Hm. Really? I have been in Urgent care clinics for a bronchitis and a otitis. Just didn’t want to wait 3 weeks for a Primary Care Provider appointment. Was acute, but not an emergency. The 9203 really is Emergency Department, Emergency Room or Accident and Emergency (in the UK) visit. We all know this service gets abused for all sorts of reasons, but the idea is that this is the place where the ambulance takes you. Does that make sense?
But I can be persuaded and we roll it up to 9203 if folks think this is better.
I realize that. Here is how you would do that: You would assign visit_concept_id = “Inpatient hospital”, and 38004507 “Medical Oncology” and 38004502 “Hematology/Oncology” to the provider_concept_id. Would that work?
The provider is acting based on the department (s)he is in? And you have data to support that?

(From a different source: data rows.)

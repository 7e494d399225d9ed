//! Retention policy for stored checkpoints

use crate::types::CheckpointId;
use crate::types::CheckpointSummary;
use chrono::DateTime;
use chrono::Utc;
use serde::Deserialize;
use serde::Serialize;

/// Bounds on how many checkpoints a context keeps in its store.
///
/// Both limits are optional; the default keeps everything. The protected
/// checkpoint (a context's latest) is never selected.
#[derive(Debug, Clone, PartialEq, Eq, Default, Serialize, Deserialize)]
pub struct RetentionPolicy {
    /// Keep at most this many checkpoints per context
    #[serde(default)]
    pub max_checkpoints: Option<usize>,

    /// Drop checkpoints older than this many seconds
    #[serde(default)]
    pub max_age_secs: Option<u64>,
}

impl RetentionPolicy {
    pub const fn keep_all() -> Self {
        Self {
            max_checkpoints: None,
            max_age_secs: None,
        }
    }

    pub const fn is_unbounded(&self) -> bool {
        self.max_checkpoints.is_none() && self.max_age_secs.is_none()
    }

    /// Pick the checkpoints to evict, oldest first
    pub fn select_evictions(
        &self,
        candidates: &[CheckpointSummary],
        protected: Option<CheckpointId>,
        now: DateTime<Utc>,
    ) -> Vec<CheckpointId> {
        let mut ordered: Vec<&CheckpointSummary> = candidates.iter().collect();
        ordered.sort_by_key(|summary| summary.created_at);

        let mut evicted = Vec::new();
        let mut survivors = Vec::with_capacity(ordered.len());

        for summary in ordered {
            let expired = self.max_age_secs.is_some_and(|max_age| {
                let age = now.signed_duration_since(summary.created_at);
                age.num_seconds() > i64::try_from(max_age).unwrap_or(i64::MAX)
            });

            if expired && Some(summary.id) != protected {
                evicted.push(summary.id);
            } else {
                survivors.push(summary);
            }
        }

        if let Some(max) = self.max_checkpoints {
            let mut excess = survivors.len().saturating_sub(max);
            for summary in survivors {
                if excess == 0 {
                    break;
                }
                if Some(summary.id) == protected {
                    continue;
                }
                evicted.push(summary.id);
                excess -= 1;
            }
        }

        evicted
    }
}

#[cfg(test)]
mod tests {
    use super::*;
    use crate::integrity::IntegrityValidator;
    use crate::types::CheckpointTrigger;
    use crate::types::ContextId;
    use chrono::Duration;

    fn summaries(now: DateTime<Utc>, ages_secs: &[i64]) -> Vec<CheckpointSummary> {
        let context_id = ContextId::new();
        let digest = IntegrityValidator::new().hash(b"payload");
        ages_secs
            .iter()
            .enumerate()
            .map(|(i, age)| CheckpointSummary {
                id: CheckpointId::new(),
                context_id,
                created_at: now - Duration::seconds(*age),
                depth: i * 10,
                trigger: CheckpointTrigger::Cadence,
                payload_len: 7,
                digest,
            })
            .collect()
    }

    #[test]
    fn test_keep_all_selects_nothing() {
        let now = Utc::now();
        let candidates = summaries(now, &[500, 400, 300]);
        assert!(RetentionPolicy::keep_all().is_unbounded());
        assert!(
            RetentionPolicy::keep_all()
                .select_evictions(&candidates, None, now)
                .is_empty()
        );
    }

    #[test]
    fn test_count_limit_evicts_oldest() {
        let now = Utc::now();
        let candidates = summaries(now, &[10, 50, 30, 20]);
        let policy = RetentionPolicy {
            max_checkpoints: Some(2),
            max_age_secs: None,
        };

        let evicted = policy.select_evictions(&candidates, None, now);
        assert_eq!(evicted, vec![candidates[1].id, candidates[2].id]);
    }

    #[test]
    fn test_protected_checkpoint_survives() {
        let now = Utc::now();
        let candidates = summaries(now, &[300, 200, 100]);
        let policy = RetentionPolicy {
            max_checkpoints: Some(1),
            max_age_secs: Some(60),
        };

        let protected = candidates[0].id;
        let evicted = policy.select_evictions(&candidates, Some(protected), now);
        assert_eq!(evicted, vec![candidates[1].id, candidates[2].id]);
    }

    #[test]
    fn test_age_limit() {
        let now = Utc::now();
        let candidates = summaries(now, &[3600, 30, 7200]);
        let policy = RetentionPolicy {
            max_checkpoints: None,
            max_age_secs: Some(600),
        };

        let evicted = policy.select_evictions(&candidates, None, now);
        assert_eq!(evicted, vec![candidates[2].id, candidates[0].id]);
    }
}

I happen to be a Hematologist/Oncologist, or I used to be one when I was actually practicing. These demarcations are somewhat arbitrary, and it depends on the patient’s case. An oncology patient can have a paraneoplastic syndrome with anemia, and you are in full hematology mode, even though the primary is in the colon.
I think the specialty is very clearly defined by a degree from some institution.
Well, the rule for deciding home or not was “Does the patient come to the provider, or does the provider come to the patient?” Isn’t always clear.
Social Work appears more like a service from somebody, rather than a visit (organizational constellation of how healthcare is provided).
Well, here is the thing how I think it would work: The actual consult is just an assessment. Doesn’t matter if it happens as part of a consult (another provider called you in) or because the patient showed up in the waiting room. The fact that the provider was called by another one and comes makes it a consult visit. Yes, you would have to create a visit. Not sure how much there is “manufacturing” involved: You write a VISIT_DETAIL record, and you put an assessment procedure in.